# Caesar-Chiffre JBuilder



## ChrisNeedsHelp (21. Jun 2010)

Hallo alle miteinander. Ich habe ein "kleines" Problem und hoffe ihr könnt mir helfen....
Also:
Unser Lehrer kam auf die schlaue Idee, mit uns Projekte zu machen. Dieses Projekt besteht dadrin, dass wir innerhalb von 2 Monaten ein Programm schreiben müssen unserer Wahl. Ich habe mich damals leichtfertig für ein Programm entschieden, welches die Caesar-Chiffre ausführt, weil ich dachte, dass das einfach sein wird. Caesar-Chiffre ist im Prinzip auch einfach, nur sind die Leute, die Informatik damals gewählt haben weil sie's interessant finden und nciht, weil sie sich aktiv schon vorher mit Programmierung und co. beschäftigt haben ziemlich aufgeschmissen. Das einzigste, was wir bekommen haben war das Buch "Java für Kids" von Hans-Georg Schumann. Der Lehrer meinte, wenn wir das durcharbeiten sollten wir unsere Aufgaben erledigen können. Gesagt, getan, nur ist der Titel des Buches Programm (Am Anfang wird erklärt, wie man mit der Maus auf etwas zeigt) und konnte mir kaum weiterhelfen. In dem Buch enthalten ist eine CD, auf der "JBuilder 2" drauf ist. Mit diesem Programm sollen wir auch arbeiten. Als ich bemerkt habe, dass das Buch nichts bringt, habe ich mir etliche Videos im Internet über dieses Thema angeschaut und im Unterricht die ganze Zeit nach Tutorials gesucht. Das Problem hierbei ist, dass kein Mensch dabei den JBuilder benutzt. Sie machen irgendetwas mit Klassen, was ich mitlerwele auch verstehe, aber das nützt mir nichts... Die 2 Monate sind in einer Woche vorbei und deshalb fange ich langsam an zu verzweifeln. Wäre sehr unschön, wenn ich eine 6 dafür bekommen würde   Ich habe bis gestern eigentlich immer noch Hoffnung gehabt dass ich was finde aber vergebens.

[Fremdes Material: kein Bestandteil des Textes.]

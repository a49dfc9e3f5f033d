//! Domain Events
//!
//! Events raised by aggregates and services to communicate state changes.
//! They are published only after the owning transaction commits.

use chrono::{DateTime, Utc};
use serde::Serialize;

use crate::domain::value_objects::{FormGroupId, FormId, OwnerId, ResponseId, Slug};

/// All domain events in the forms bounded context
#[derive(Clone, Debug, PartialEq, Serialize)]
#[serde(untagged)]
pub enum DomainEvent {
    Form(FormEvent),
    Response(ResponseEvent),
}

/// Form lifecycle events
#[derive(Clone, Debug, PartialEq, Serialize)]
pub enum FormEvent {
    Created {
        form_id: FormId,
        group_id: FormGroupId,
        slug: Slug,
        owner_id: OwnerId,
        created_at: DateTime<Utc>,
    },

    DraftCreated {
        form_id: FormId,
        source_form_id: FormId,
        version: i32,
        created_at: DateTime<Utc>,
    },

    Published {
        form_id: FormId,
        slug: Slug,
        version: i32,
        /// Previously live sibling, archived in the same transaction
        archived: Option<FormId>,
        published_at: DateTime<Utc>,
    },

    Archived {
        form_id: FormId,
        archived_at: DateTime<Utc>,
    },

    Updated {
        form_id: FormId,
        updated_at: DateTime<Utc>,
    },

    Deleted {
        form_id: FormId,
        deleted_at: DateTime<Utc>,
    },
}

/// Response capture events
#[derive(Clone, Debug, PartialEq, Serialize)]
pub enum ResponseEvent {
    Submitted {
        response_id: ResponseId,
        form_id: FormId,
        form_version: i32,
        submitted_at: DateTime<Utc>,
    },

    Deleted {
        response_id: ResponseId,
        form_id: FormId,
    },
}

impl DomainEvent {
    /// Numeric id of the aggregate the event belongs to
    pub fn aggregate_id(&self) -> i64 {
        match self {
            DomainEvent::Form(e) => match e {
                FormEvent::Created { form_id, .. }
                | FormEvent::DraftCreated { form_id, .. }
                | FormEvent::Published { form_id, .. }
                | FormEvent::Archived { form_id, .. }
                | FormEvent::Updated { form_id, .. }
                | FormEvent::Deleted { form_id, .. } => form_id.value(),
            },
            DomainEvent::Response(e) => match e {
                ResponseEvent::Submitted { response_id, .. }
                | ResponseEvent::Deleted { response_id, .. } => response_id.value(),
            },
        }
    }

    /// Get event type name
    pub fn event_type(&self) -> &'static str {
        match self {
            DomainEvent::Form(e) => match e {
                FormEvent::Created { .. } => "form.created",
                FormEvent::DraftCreated { .. } => "form.draft_created",
                FormEvent::Published { .. } => "form.published",
                FormEvent::Archived { .. } => "form.archived",
                FormEvent::Updated { .. } => "form.updated",
                FormEvent::Deleted { .. } => "form.deleted",
            },
            DomainEvent::Response(e) => match e {
                ResponseEvent::Submitted { .. } => "response.submitted",
                ResponseEvent::Deleted { .. } => "response.deleted",
            },
        }
    }
}
//! Schema snapshot builder

use serde::{Deserialize, Serialize};

use crate::domain::aggregates::Field;
use crate::domain::value_objects::FieldType;

/// One field definition as it stood when a response was captured
#[derive(Clone, Debug, PartialEq, Serialize, Deserialize)]
#[serde(rename_all = "camelCase")]
pub struct SnapshotEntry {
    pub field_key: String,
    pub field_type: FieldType,
    pub label: String,
    pub is_required: bool,
    pub validation_rules: Option<serde_json::Value>,
    pub field_config: Option<serde_json::Value>,
}

pub struct SchemaSnapshot;

impl SchemaSnapshot {
    /// Active fields in display order
    pub fn build(fields: &[Field]) -> Vec<SnapshotEntry> {
        let mut active: Vec<&Field> = fields.iter().filter(|f| f.is_active()).collect();
        active.sort_by_key(|f| (f.display_order, f.id));

        active
            .into_iter()
            .map(|f| SnapshotEntry {
                field_key: f.key.clone(),
                field_type: f.field_type,
                label: f.label.clone(),
                is_required: f.required,
                validation_rules: f.validation_rules.clone(),
                field_config: f.config.clone(),
            })
            .collect()
    }

    pub fn encode(fields: &[Field]) -> Result<String, serde_json::Error> {
        serde_json::to_string(&Self::build(fields))
    }
}

#[cfg(test)]
mod tests {
    use super::*;
    use crate::domain::aggregates::FieldSpec;
    use crate::domain::value_objects::{FieldId, FormId};
    use chrono::Utc;

    fn field(id: i64, key: &str, order: i32) -> Field {
        Field::define(
            FieldId::new(id),
            FormId::new(1),
            FieldSpec {
                key: key.into(),
                label: key.to_uppercase(),
                field_type: Some(FieldType::Number),
                required: id % 2 == 0,
                ..Default::default()
            },
            order,
            Utc::now(),
        )
    }

    #[test]
    fn test_snapshot_orders_and_skips_deleted() {
        let mut gone = field(3, "gone", 0);
        gone.mark_deleted(Utc::now());
        let fields = vec![field(1, "second", 2), gone, field(2, "first", 1)];

        let snapshot = SchemaSnapshot::build(&fields);
        let keys: Vec<_> = snapshot.iter().map(|e| e.field_key.as_str()).collect();
        assert_eq!(keys, vec!["first", "second"]);
        assert!(snapshot[0].is_required);
        assert_eq!(snapshot[0].label, "FIRST");
    }

    #[test]
    fn test_encoded_keys() {
        let encoded = SchemaSnapshot::encode(&[field(1, "age", 1)]).unwrap();
        let value: serde_json::Value = serde_json::from_str(&encoded).unwrap();
        let entry = &value[0];
        assert_eq!(entry["fieldKey"], "age");
        assert_eq!(entry["fieldType"], "NUMBER");
        assert_eq!(entry["isRequired"], false);
        assert!(entry.get("validationRules").is_some());
        assert!(entry.get("fieldConfig").is_some());
    }
}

Also um nicht weiter um den heißen Brei rum zu reden:
Kennt irgendjemand ein Tutorial oder sonstwas, wo ich nachschlagen kann wie man das macht (oder kann das villeicht hier irgendeiner programmieren)? Ich hoffe, dass ist nicht zuviel verlangt... Es muss nur funktionieren.

Ich hoffe ihr könnt mir helfen...

Mit freundlichen Grüßen
Chris


----------



## Gast2 (21. Jun 2010)

Wie weit bist du denn schon gekommen? Poste doch mal deinen aktuellen Code.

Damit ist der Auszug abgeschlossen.